Provided that such revival shall cease to have effect, if such order of annulment is set aside.]

Explanation.—For the removal of doubts, it is hereby declared that,—

(i)

save as otherwise provided in this sec., sec. 153B and sec. 153C, all other provisions of this Act shall apply to the assessment made u/ this sec.;
(ii) in an assessment or reassessment made in respect of an assessment year u/ this sec., the tax shall be chargeable at the rate or rates as applicable to such assessment year.

Procedure of Appellate Tribunal.

255.(1)…

(2)…

….

(4) If the members of a Bench differ in opinion on any point, the point shall be decided according to the opinion of the majority, if there is a majority, but if the members are equally divided, they shall state the point or points on which they differ, and the case shall be referred by the President of the Appellate Tribunal for hearing on such point or points by one or more of the other members of the Appellate Tribunal, and such point or points shall be decided according to the opinion of the majority of the members of the Appellate Tribunal who have heard the case, including those who first heard it.

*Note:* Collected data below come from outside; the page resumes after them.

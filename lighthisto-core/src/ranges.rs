use std::collections::BTreeMap;
use std::str::FromStr;

use log::debug;

use crate::chop::KeepRange;
use crate::errors::{HistoError, Result};
use crate::models::Histogram;

///
/// RangeSpec struct, a bin range definition of the form `PATH:start:stop`,
/// where an empty start or stop means "no bound".
///
#[derive(Debug, Clone, PartialEq)]
pub struct RangeSpec {
    pub path: String,
    pub range: KeepRange,
}

fn parse_bound(bound: &str, spec: &str) -> Result<Option<f64>> {
    let bound = bound.trim();
    if bound.is_empty() {
        return Ok(None);
    }
    bound.parse::<f64>().map(Some).map_err(|_| {
        HistoError::InvalidRangeSpec(format!("'{}' is not a number in `{}`", bound, spec))
    })
}

impl FromStr for RangeSpec {
    type Err = HistoError;

    fn from_str(s: &str) -> Result<Self> {
        let parts: Vec<&str> = s.split(':').collect();
        let [path, start, stop] = parts.as_slice() else {
            return Err(HistoError::InvalidRangeSpec(format!(
                "expected `PATH:start:stop`, got `{}`",
                s
            )));
        };

        if path.is_empty() {
            return Err(HistoError::InvalidRangeSpec(format!(
                "missing histogram path in `{}`",
                s
            )));
        }

        Ok(RangeSpec {
            path: path.to_string(),
            range: KeepRange::new(parse_bound(start, s)?, parse_bound(stop, s)?),
        })
    }
}

///
/// BinRanges struct, maps full histogram paths to the range of bins to keep.
/// Histograms without an entry pass through unchanged.
///
#[derive(Debug, Clone, Default, PartialEq)]
pub struct BinRanges {
    ranges: BTreeMap<String, KeepRange>,
}

impl BinRanges {
    pub fn new() -> Self {
        BinRanges::default()
    }

    ///
    /// Set the keep-range for a histogram, replacing any earlier definition.
    ///
    pub fn insert<P: Into<String>>(&mut self, path: P, range: KeepRange) -> Option<KeepRange> {
        self.ranges.insert(path.into(), range)
    }

    pub fn insert_spec(&mut self, spec: RangeSpec) -> Option<KeepRange> {
        self.insert(spec.path, spec.range)
    }

    pub fn get(&self, full_path: &str) -> Option<&KeepRange> {
        self.ranges.get(full_path)
    }

    pub fn len(&self) -> usize {
        self.ranges.len()
    }

    pub fn is_empty(&self) -> bool {
        self.ranges.is_empty()
    }

    pub fn iter(&self) -> impl Iterator<Item = (&String, &KeepRange)> {
        self.ranges.iter()
    }

    ///
    /// Chop one histogram if it has an entry, pass it through otherwise.
    ///
    pub fn chop_one(&self, histogram: Histogram) -> Result<Histogram> {
        match self.ranges.get(&histogram.full_path()) {
            Some(range) => histogram.chop(std::slice::from_ref(range)),
            None => {
                debug!("No bin range for {}, keeping all bins", histogram.full_path());
                Ok(histogram)
            }
        }
    }

    ///
    /// Chop every histogram that has an entry.
    ///
    pub fn apply(&self, histograms: Vec<Histogram>) -> Result<Vec<Histogram>> {
        histograms
            .into_iter()
            .map(|histogram| self.chop_one(histogram))
            .collect()
    }
}

impl FromIterator<RangeSpec> for BinRanges {
    fn from_iter<T: IntoIterator<Item = RangeSpec>>(iter: T) -> Self {
        let mut bin_ranges = BinRanges::new();
        for spec in iter {
            bin_ranges.insert_spec(spec);
        }
        bin_ranges
    }
}

impl Extend<RangeSpec> for BinRanges {
    fn extend<T: IntoIterator<Item = RangeSpec>>(&mut self, iter: T) {
        for spec in iter {
            self.insert_spec(spec);
        }
    }
}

Judgement of each of the members i.e. JM, AM and TM is classified under following categories.

1. Requirement of notice u/s 143(2) -:

2. Additions eclipsed by incriminating material-:

3. Conclusion-:

Judgement of AM

14) The AM recorded the facts at length as discussed by us above.

Requirement of notice u/s 143(2)

15) One of the claims was that the return in response to notice u/s 153A was filed belatedly and hence invalid. Madras HC in case of Kubendran distinguishing decision of SC in the case of Hotel Blue Moon has held that once due regards are given to principles of natural justice. Thus, notice u/s 143(2) is not mandatory.

16) Accordingly, the AM held that, non-issue of notice u/s 143(2) does not vitiate the proceedings.

Additions eclipsed by incriminating material

17) The AM has not specifically addressed this issue. The AM has dealt with the requirements of section 68 and has come to a conclusion that the assessee has not discharged the burden of proof.

Conclusion of the AM

18) The AM concluded that there is a breach of rule 46A of the IT Rules, 1962 regarding additional evidence and the matter deserves to be restored back to the file of AO for re-adjudication and more importantly on facts. This is based on decision of Govindarajulu Mudaliar v. CIT.

Judgement of JM

19) The JM recorded a dissenting opinion. The JM started with the same set of facts as recorded by the AM and proceeded to deal with the questions of law.

Requirement of notice u/s 143(2)

20) The JM has reproduced section 153A in para 2.

21) The JM has in para 3 observed as follows “…The plain language of Clause (a) of section 153A(1) makes it clear that relevant provisions of the Act shall apply to the return of income filed in response to the notice under section 153A(1) by treating the same as return filed under section 139 of the Act. This means the manner and limitation as prescribed under section 139 of the Act are not applicable to the return of income filed under section 153A of the Act but the provisions of section 142 and 143 of the Act are applicable for scrutiny / process of such return of income..”

22)  In the same para, the JM has re-produced section 148 and has discussed regime applicable to re-assessment u/s 147/148.

23) The JM has, from para 4 to 9, discussed the judgement of Hotel Blue moon to come to a conclusion that non-issue of notice u/s 143(2) will make the assessment as invalid and void ab initio. [Para 9]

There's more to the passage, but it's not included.